> _MATERIAL SHOWN_:

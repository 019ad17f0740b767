//! Local contact store: friendly name → chat id, persisted as one JSON document.
//!
//! Keys are the lower-cased display name. The whole file is rewritten after
//! every mutation; there is no locking, so concurrent writers race (last wins).

use std::{
    fs, io,
    path::{Path, PathBuf},
};

use serde::{Deserialize, Deserializer, Serialize};
use tracing::warn;

use crate::{discovery::DiscoveredChat, Result};

pub const DEFAULT_KIND: &str = "private";

/// A saved destination.
#[derive(Clone, Debug, PartialEq, Eq, Serialize, Deserialize)]
pub struct Contact {
    /// Display name, original casing preserved.
    pub name: String,
    /// Hand-edited files may carry a bare number here.
    #[serde(deserialize_with = "chat_id_text")]
    pub chat_id: String,
    /// `private | group | supergroup | channel`; free-form at this layer.
    #[serde(rename = "type", default = "default_kind")]
    pub kind: String,
    #[serde(default)]
    pub title: Option<String>,
}

impl Contact {
    pub fn is_private(&self) -> bool {
        self.kind == DEFAULT_KIND
    }
}

fn chat_id_text<'de, D: Deserializer<'de>>(d: D) -> std::result::Result<String, D::Error> {
    #[derive(Deserialize)]
    #[serde(untagged)]
    enum Raw {
        Text(String),
        Int(i64),
        Float(f64),
    }

    Ok(match Raw::deserialize(d)? {
        Raw::Text(s) => s,
        Raw::Int(n) => n.to_string(),
        Raw::Float(f) => f.to_string(),
    })
}

fn default_kind() -> String {
    DEFAULT_KIND.to_string()
}

fn key_for(name: &str) -> String {
    name.to_lowercase()
}

#[derive(Clone, Debug)]
struct Entry {
    key: String,
    contact: Contact,
}

/// File-backed contact registry.
#[derive(Debug)]
pub struct ContactStore {
    path: PathBuf,
    // Insertion order is observable through `search`.
    entries: Vec<Entry>,
    load_warning: Option<String>,
}

impl ContactStore {
    /// Load the store; an absent file is an empty store, a malformed one is an
    /// empty store plus a warning.
    pub fn open(path: impl Into<PathBuf>) -> Self {
        let path = path.into();
        let (entries, load_warning) = match load_entries(&path) {
            Ok(entries) => (entries, None),
            Err(reason) => {
                let msg = format!("Could not parse {}, starting fresh", path.display());
                warn!("{msg}: {reason}");
                (Vec::new(), Some(msg))
            }
        };
        Self {
            path,
            entries,
            load_warning,
        }
    }

    pub fn path(&self) -> &Path {
        &self.path
    }

    pub fn load_warning(&self) -> Option<&str> {
        self.load_warning.as_deref()
    }

    pub fn len(&self) -> usize {
        self.entries.len()
    }

    pub fn is_empty(&self) -> bool {
        self.entries.is_empty()
    }

    fn position(&self, name: &str) -> Option<usize> {
        let key = key_for(name);
        self.entries.iter().position(|e| e.key == key)
    }

    /// Add or overwrite a contact. Returns `true` when the key was new.
    pub fn add(
        &mut self,
        name: &str,
        chat_id: &str,
        kind: &str,
        title: Option<&str>,
    ) -> Result<bool> {
        let contact = Contact {
            name: name.to_string(),
            chat_id: chat_id.to_string(),
            kind: kind.to_string(),
            title: title.map(str::to_string),
        };

        let is_new = match self.position(name) {
            Some(idx) => {
                self.entries[idx].contact = contact;
                false
            }
            None => {
                self.entries.push(Entry {
                    key: key_for(name),
                    contact,
                });
                true
            }
        };

        self.save()?;
        Ok(is_new)
    }

    /// Delete a contact. Persists only when something was removed.
    pub fn remove(&mut self, name: &str) -> Result<bool> {
        let Some(idx) = self.position(name) else {
            return Ok(false);
        };
        self.entries.remove(idx);
        self.save()?;
        Ok(true)
    }

    pub fn get_chat_id(&self, name: &str) -> Option<&str> {
        self.get_contact(name).map(|c| c.chat_id.as_str())
    }

    pub fn get_contact(&self, name: &str) -> Option<&Contact> {
        self.position(name).map(|idx| &self.entries[idx].contact)
    }

    /// Case-insensitive substring match on key or display name, in insertion order.
    pub fn search(&self, query: &str) -> Vec<&Contact> {
        let q = query.to_lowercase();
        self.entries
            .iter()
            .filter(|e| e.key.contains(&q) || e.contact.name.to_lowercase().contains(&q))
            .map(|e| &e.contact)
            .collect()
    }

    /// All contacts sorted by display name, case-insensitively.
    pub fn list_all(&self) -> Vec<&Contact> {
        let mut out: Vec<&Contact> = self.entries.iter().map(|e| &e.contact).collect();
        out.sort_by_cached_key(|c| c.name.to_lowercase());
        out
    }

    /// Merge chats discovered from recent updates.
    ///
    /// A candidate is skipped when its derived name already resolves, so two
    /// chats deriving the same name keep only the first. Returns the number of
    /// contacts actually added.
    pub fn import_from_chats(&mut self, chats: &[DiscoveredChat]) -> Result<usize> {
        let mut imported = 0usize;

        for found in chats {
            let chat = &found.chat;
            let chat_id = chat.id.as_str();
            let kind = chat.kind.as_str();

            let (name, title) = if chat.kind.is_private() {
                let name = chat
                    .first_name
                    .clone()
                    .filter(|s| !s.is_empty())
                    .or_else(|| chat.username.clone().filter(|s| !s.is_empty()))
                    .unwrap_or_else(|| format!("User_{chat_id}"));
                let title = format!(
                    "{} {}",
                    chat.first_name.as_deref().unwrap_or_default(),
                    chat.last_name.as_deref().unwrap_or_default()
                )
                .trim()
                .to_string();
                (name, Some(title))
            } else {
                let name = chat
                    .title
                    .clone()
                    .filter(|s| !s.is_empty())
                    .unwrap_or_else(|| format!("{kind}_{chat_id}"));
                (name, chat.title.clone())
            };

            if self.get_chat_id(&name).is_none() {
                self.add(&name, chat_id, kind, title.as_deref())?;
                imported += 1;
            }
        }

        Ok(imported)
    }

    fn save(&self) -> Result<()> {
        let mut doc = serde_json::Map::new();
        for e in &self.entries {
            doc.insert(e.key.clone(), serde_json::to_value(&e.contact)?);
        }
        let txt = serde_json::to_string_pretty(&serde_json::Value::Object(doc))?;
        fs::write(&self.path, txt)?;
        Ok(())
    }
}

fn load_entries(path: &Path) -> std::result::Result<Vec<Entry>, String> {
    let txt = match fs::read_to_string(path) {
        Ok(txt) => txt,
        Err(e) if e.kind() == io::ErrorKind::NotFound => return Ok(Vec::new()),
        Err(e) => return Err(e.to_string()),
    };
    if txt.trim().is_empty() {
        return Ok(Vec::new());
    }

    let doc: serde_json::Map<String, serde_json::Value> =
        serde_json::from_str(&txt).map_err(|e| e.to_string())?;

    doc.into_iter()
        .map(|(key, value)| {
            let contact: Contact = serde_json::from_value(value).map_err(|e| e.to_string())?;
            Ok(Entry { key, contact })
        })
        .collect()
}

> _WHAT NEEDS TO BE DONE_:
Reproduce the whole of the material exactly as shown.

> _WORKED SOLUTION_:
repository 019ad17f0740b767
//! Local contact store: friendly name → chat id, persisted as one JSON document.
//!
//! Keys are the lower-cased display name. The whole file is rewritten after
//! every mutation; there is no locking, so concurrent writers race (last wins).

use std::{
    fs, io,
    path::{Path, PathBuf},
};

use serde::{Deserialize, Deserializer, Serialize};
use tracing::warn;

use crate::{discovery::DiscoveredChat, Result};

pub const DEFAULT_KIND: &str = "private";

/// A saved destination.
#[derive(Clone, Debug, PartialEq, Eq, Serialize, Deserialize)]
pub struct Contact {
    /// Display name, original casing preserved.
    pub name: String,
    /// Hand-edited files may carry a bare number here.
    #[serde(deserialize_with = "chat_id_text")]
    pub chat_id: String,
    /// `private | group | supergroup | channel`; free-form at this layer.
    #[serde(rename = "type", default = "default_kind")]
    pub kind: String,
    #[serde(default)]
    pub title: Option<String>,
}

impl Contact {
    pub fn is_private(&self) -> bool {
        self.kind == DEFAULT_KIND
    }
}

fn chat_id_text<'de, D: Deserializer<'de>>(d: D) -> std::result::Result<String, D::Error> {
    #[derive(Deserialize)]
    #[serde(untagged)]
    enum Raw {
        Text(String),
        Int(i64),
        Float(f64),
    }

    Ok(match Raw::deserialize(d)? {
        Raw::Text(s) => s,
        Raw::Int(n) => n.to_string(),
        Raw::Float(f) => f.to_string(),
    })
}

fn default_kind() -> String {
    DEFAULT_KIND.to_string()
}

fn key_for(name: &str) -> String {
    name.to_lowercase()
}

#[derive(Clone, Debug)]
struct Entry {
    key: String,
    contact: Contact,
}

/// File-backed contact registry.
#[derive(Debug)]
pub struct ContactStore {
    path: PathBuf,
    // Insertion order is observable through `search`.
    entries: Vec<Entry>,
    load_warning: Option<String>,
}

impl ContactStore {
    /// Load the store; an absent file is an empty store, a malformed one is an
    /// empty store plus a warning.
    pub fn open(path: impl Into<PathBuf>) -> Self {
        let path = path.into();
        let (entries, load_warning) = match load_entries(&path) {
            Ok(entries) => (entries, None),
            Err(reason) => {
                let msg = format!("Could not parse {}, starting fresh", path.display());
                warn!("{msg}: {reason}");
                (Vec::new(), Some(msg))
            }
        };
        Self {
            path,
            entries,
            load_warning,
        }
    }

    pub fn path(&self) -> &Path {
        &self.path
    }

    pub fn load_warning(&self) -> Option<&str> {
        self.load_warning.as_deref()
    }

    pub fn len(&self) -> usize {
        self.entries.len()
    }

    pub fn is_empty(&self) -> bool {
        self.entries.is_empty()
    }

    fn position(&self, name: &str) -> Option<usize> {
        let key = key_for(name);
        self.entries.iter().position(|e| e.key == key)
    }

    /// Add or overwrite a contact. Returns `true` when the key was new.
    pub fn add(
        &mut self,
        name: &str,
        chat_id: &str,
        kind: &str,
        title: Option<&str>,
    ) -> Result<bool> {
        let contact = Contact {
            name: name.to_string(),
            chat_id: chat_id.to_string(),
            kind: kind.to_string(),
            title: title.map(str::to_string),
        };

        let is_new = match self.position(name) {
            Some(idx) => {
                self.entries[idx].contact = contact;
                false
            }
            None => {
                self.entries.push(Entry {
                    key: key_for(name),
                    contact,
                });
                true
            }
        };

        self.save()?;
        Ok(is_new)
    }

    /// Delete a contact. Persists only when something was removed.
    pub fn remove(&mut self, name: &str) -> Result<bool> {
        let Some(idx) = self.position(name) else {
            return Ok(false);
        };
        self.entries.remove(idx);
        self.save()?;
        Ok(true)
    }

    pub fn get_chat_id(&self, name: &str) -> Option<&str> {
        self.get_contact(name).map(|c| c.chat_id.as_str())
    }

    pub fn get_contact(&self, name: &str) -> Option<&Contact> {
        self.position(name).map(|idx| &self.entries[idx].contact)
    }

    /// Case-insensitive substring match on key or display name, in insertion order.
    pub fn search(&self, query: &str) -> Vec<&Contact> {
        let q = query.to_lowercase();
        self.entries
            .iter()
            .filter(|e| e.key.contains(&q) || e.contact.name.to_lowercase().contains(&q))
            .map(|e| &e.contact)
            .collect()
    }

    /// All contacts sorted by display name, case-insensitively.
    pub fn list_all(&self) -> Vec<&Contact> {
        let mut out: Vec<&Contact> = self.entries.iter().map(|e| &e.contact).collect();
        out.sort_by_cached_key(|c| c.name.to_lowercase());
        out
    }

    /// Merge chats discovered from recent updates.
    ///
    /// A candidate is skipped when its derived name already resolves, so two
    /// chats deriving the same name keep only the first. Returns the number of
    /// contacts actually added.
    pub fn import_from_chats(&mut self, chats: &[DiscoveredChat]) -> Result<usize> {
        let mut imported = 0usize;

        for found in chats {
            let chat = &found.chat;
            let chat_id = chat.id.as_str();
            let kind = chat.kind.as_str();

            let (name, title) = if chat.kind.is_private() {
                let name = chat
                    .first_name
                    .clone()
                    .filter(|s| !s.is_empty())
                    .or_else(|| chat.username.clone().filter(|s| !s.is_empty()))
                    .unwrap_or_else(|| format!("User_{chat_id}"));
                let title = format!(
                    "{} {}",
                    chat.first_name.as_deref().unwrap_or_default(),
                    chat.last_name.as_deref().unwrap_or_default()
                )
                .trim()
                .to_string();
                (name, Some(title))
            } else {
                let name = chat
                    .title
                    .clone()
                    .filter(|s| !s.is_empty())
                    .unwrap_or_else(|| format!("{kind}_{chat_id}"));
                (name, chat.title.clone())
            };

            if self.get_chat_id(&name).is_none() {
                self.add(&name, chat_id, kind, title.as_deref())?;
                imported += 1;
            }
        }

        Ok(imported)
    }

    fn save(&self) -> Result<()> {
        let mut doc = serde_json::Map::new();
        for e in &self.entries {
            doc.insert(e.key.clone(), serde_json::to_value(&e.contact)?);
        }
        let txt = serde_json::to_string_pretty(&serde_json::Value::Object(doc))?;
        fs::write(&self.path, txt)?;
        Ok(())
    }
}

fn load_entries(path: &Path) -> std::result::Result<Vec<Entry>, String> {
    let txt = match fs::read_to_string(path) {
        Ok(txt) => txt,
        Err(e) if e.kind() == io::ErrorKind::NotFound => return Ok(Vec::new()),
        Err(e) => return Err(e.to_string()),
    };
    if txt.trim().is_empty() {
        return Ok(Vec::new());
    }

    let doc: serde_json::Map<String, serde_json::Value> =
        serde_json::from_str(&txt).map_err(|e| e.to_string())?;

    doc.into_iter()
        .map(|(key, value)| {
            let contact: Contact = serde_json::from_value(value).map_err(|e| e.to_string())?;
            Ok(Entry { key, contact })
        })
        .collect()
}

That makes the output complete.